Segment Start: MATERIAL FOR THIS TASK

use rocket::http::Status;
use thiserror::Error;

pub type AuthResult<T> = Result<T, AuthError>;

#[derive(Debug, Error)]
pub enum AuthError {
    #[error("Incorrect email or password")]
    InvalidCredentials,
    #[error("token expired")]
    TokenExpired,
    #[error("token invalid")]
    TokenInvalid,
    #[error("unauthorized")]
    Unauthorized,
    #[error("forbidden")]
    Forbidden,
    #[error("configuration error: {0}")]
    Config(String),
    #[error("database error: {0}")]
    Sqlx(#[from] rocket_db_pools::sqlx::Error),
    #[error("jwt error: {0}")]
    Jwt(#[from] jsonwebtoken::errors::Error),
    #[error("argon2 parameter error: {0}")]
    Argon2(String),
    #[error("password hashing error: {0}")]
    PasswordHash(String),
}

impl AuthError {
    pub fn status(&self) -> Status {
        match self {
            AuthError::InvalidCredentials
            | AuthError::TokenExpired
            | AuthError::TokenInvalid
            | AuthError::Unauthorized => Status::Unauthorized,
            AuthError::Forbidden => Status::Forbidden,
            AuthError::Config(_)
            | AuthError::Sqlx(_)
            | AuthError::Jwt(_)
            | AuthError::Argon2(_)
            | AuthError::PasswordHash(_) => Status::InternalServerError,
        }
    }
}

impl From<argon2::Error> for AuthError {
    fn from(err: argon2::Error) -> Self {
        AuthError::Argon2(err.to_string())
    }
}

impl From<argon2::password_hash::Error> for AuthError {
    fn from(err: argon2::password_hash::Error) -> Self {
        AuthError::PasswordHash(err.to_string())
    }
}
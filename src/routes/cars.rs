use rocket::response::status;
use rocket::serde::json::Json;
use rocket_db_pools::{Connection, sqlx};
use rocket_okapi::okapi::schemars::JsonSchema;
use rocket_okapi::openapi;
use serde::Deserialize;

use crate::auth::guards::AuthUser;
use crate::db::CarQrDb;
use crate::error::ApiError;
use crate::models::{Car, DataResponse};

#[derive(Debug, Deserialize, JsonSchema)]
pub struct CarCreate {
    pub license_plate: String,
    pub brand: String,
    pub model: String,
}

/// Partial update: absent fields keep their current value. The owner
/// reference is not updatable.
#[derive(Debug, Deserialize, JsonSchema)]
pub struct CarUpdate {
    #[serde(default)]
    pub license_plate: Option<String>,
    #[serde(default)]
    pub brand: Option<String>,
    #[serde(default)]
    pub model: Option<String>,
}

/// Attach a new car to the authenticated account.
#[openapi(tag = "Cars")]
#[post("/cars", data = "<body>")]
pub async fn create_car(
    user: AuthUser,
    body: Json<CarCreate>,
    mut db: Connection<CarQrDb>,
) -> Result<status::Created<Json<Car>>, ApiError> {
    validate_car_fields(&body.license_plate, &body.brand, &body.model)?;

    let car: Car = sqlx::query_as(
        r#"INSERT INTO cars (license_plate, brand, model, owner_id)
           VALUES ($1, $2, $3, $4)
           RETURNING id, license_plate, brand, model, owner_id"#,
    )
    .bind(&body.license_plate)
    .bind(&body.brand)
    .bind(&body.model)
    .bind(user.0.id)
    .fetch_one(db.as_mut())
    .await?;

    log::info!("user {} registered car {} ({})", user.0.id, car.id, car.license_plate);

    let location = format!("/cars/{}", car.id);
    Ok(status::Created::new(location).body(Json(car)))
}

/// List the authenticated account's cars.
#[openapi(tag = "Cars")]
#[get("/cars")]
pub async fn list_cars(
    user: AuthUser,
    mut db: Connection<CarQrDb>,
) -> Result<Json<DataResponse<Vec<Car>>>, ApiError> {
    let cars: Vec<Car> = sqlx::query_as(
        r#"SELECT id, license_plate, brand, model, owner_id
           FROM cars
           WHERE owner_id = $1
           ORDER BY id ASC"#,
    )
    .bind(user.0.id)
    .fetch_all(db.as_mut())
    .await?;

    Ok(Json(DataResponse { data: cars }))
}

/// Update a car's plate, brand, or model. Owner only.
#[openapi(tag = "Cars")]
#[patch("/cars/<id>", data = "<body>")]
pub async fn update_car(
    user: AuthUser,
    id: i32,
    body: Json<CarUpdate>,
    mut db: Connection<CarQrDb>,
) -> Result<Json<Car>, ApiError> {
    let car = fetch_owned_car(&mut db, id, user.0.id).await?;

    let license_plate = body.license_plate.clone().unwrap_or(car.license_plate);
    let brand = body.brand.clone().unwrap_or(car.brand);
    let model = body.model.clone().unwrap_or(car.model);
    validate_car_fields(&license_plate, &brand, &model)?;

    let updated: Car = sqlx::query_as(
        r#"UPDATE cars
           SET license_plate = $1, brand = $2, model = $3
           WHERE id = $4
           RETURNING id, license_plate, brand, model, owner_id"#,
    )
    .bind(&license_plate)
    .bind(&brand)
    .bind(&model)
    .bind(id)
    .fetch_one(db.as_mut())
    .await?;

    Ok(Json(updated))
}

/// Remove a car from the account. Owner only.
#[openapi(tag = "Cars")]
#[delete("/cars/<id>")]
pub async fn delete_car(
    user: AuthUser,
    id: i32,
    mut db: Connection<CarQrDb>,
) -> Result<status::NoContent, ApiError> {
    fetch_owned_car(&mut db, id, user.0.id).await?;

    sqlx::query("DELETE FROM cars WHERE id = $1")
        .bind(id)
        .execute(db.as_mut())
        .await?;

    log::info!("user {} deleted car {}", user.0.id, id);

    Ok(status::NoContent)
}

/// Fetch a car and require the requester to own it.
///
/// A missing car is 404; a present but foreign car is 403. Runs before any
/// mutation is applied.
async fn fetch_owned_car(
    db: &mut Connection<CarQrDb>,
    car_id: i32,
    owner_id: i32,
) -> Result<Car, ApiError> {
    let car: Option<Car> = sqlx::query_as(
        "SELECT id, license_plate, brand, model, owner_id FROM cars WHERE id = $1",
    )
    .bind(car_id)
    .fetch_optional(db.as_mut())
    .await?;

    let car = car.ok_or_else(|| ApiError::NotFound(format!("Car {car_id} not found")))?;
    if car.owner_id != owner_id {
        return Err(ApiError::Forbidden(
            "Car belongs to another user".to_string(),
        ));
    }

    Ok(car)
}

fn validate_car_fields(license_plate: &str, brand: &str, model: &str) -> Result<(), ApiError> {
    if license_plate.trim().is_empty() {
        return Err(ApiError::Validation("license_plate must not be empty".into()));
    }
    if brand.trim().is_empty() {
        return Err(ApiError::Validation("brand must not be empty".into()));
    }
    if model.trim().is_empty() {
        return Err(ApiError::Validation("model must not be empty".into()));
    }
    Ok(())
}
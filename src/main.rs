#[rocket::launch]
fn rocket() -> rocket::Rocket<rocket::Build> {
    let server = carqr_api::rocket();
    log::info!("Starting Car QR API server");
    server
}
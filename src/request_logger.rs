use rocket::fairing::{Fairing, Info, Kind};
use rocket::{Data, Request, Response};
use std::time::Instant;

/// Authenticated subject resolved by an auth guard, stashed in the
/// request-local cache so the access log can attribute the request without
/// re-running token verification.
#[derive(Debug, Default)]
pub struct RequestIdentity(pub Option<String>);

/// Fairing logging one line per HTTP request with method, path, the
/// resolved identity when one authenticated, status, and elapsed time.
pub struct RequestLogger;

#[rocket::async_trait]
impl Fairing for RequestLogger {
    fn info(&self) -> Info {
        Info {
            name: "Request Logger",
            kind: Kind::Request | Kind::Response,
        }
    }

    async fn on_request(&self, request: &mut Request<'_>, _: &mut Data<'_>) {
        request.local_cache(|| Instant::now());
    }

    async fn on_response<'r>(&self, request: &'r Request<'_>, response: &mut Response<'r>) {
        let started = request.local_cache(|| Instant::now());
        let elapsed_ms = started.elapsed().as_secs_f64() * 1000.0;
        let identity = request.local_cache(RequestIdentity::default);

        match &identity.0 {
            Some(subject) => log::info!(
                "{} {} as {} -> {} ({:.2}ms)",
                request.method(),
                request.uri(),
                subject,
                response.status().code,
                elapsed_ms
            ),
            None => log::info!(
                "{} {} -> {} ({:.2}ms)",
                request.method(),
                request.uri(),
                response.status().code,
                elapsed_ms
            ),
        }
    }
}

Segment End: MATERIAL FOR THIS TASK

## [BRIEF]
Starting at the line with "kind: Kind::Request |", restate each line through the end of the records, both ends included, and stop there.

## [REPLY]
            kind: Kind::Request | Kind::Response,
        }
    }

    async fn on_request(&self, request: &mut Request<'_>, _: &mut Data<'_>) {
        request.local_cache(|| Instant::now());
    }

    async fn on_response<'r>(&self, request: &'r Request<'_>, response: &mut Response<'r>) {
        let started = request.local_cache(|| Instant::now());
        let elapsed_ms = started.elapsed().as_secs_f64() * 1000.0;
        let identity = request.local_cache(RequestIdentity::default);

        match &identity.0 {
            Some(subject) => log::info!(
                "{} {} as {} -> {} ({:.2}ms)",
                request.method(),
                request.uri(),
                subject,
                response.status().code,
                elapsed_ms
            ),
            None => log::info!(
                "{} {} -> {} ({:.2}ms)",
                request.method(),
                request.uri(),
                response.status().code,
                elapsed_ms
            ),
        }
    }
}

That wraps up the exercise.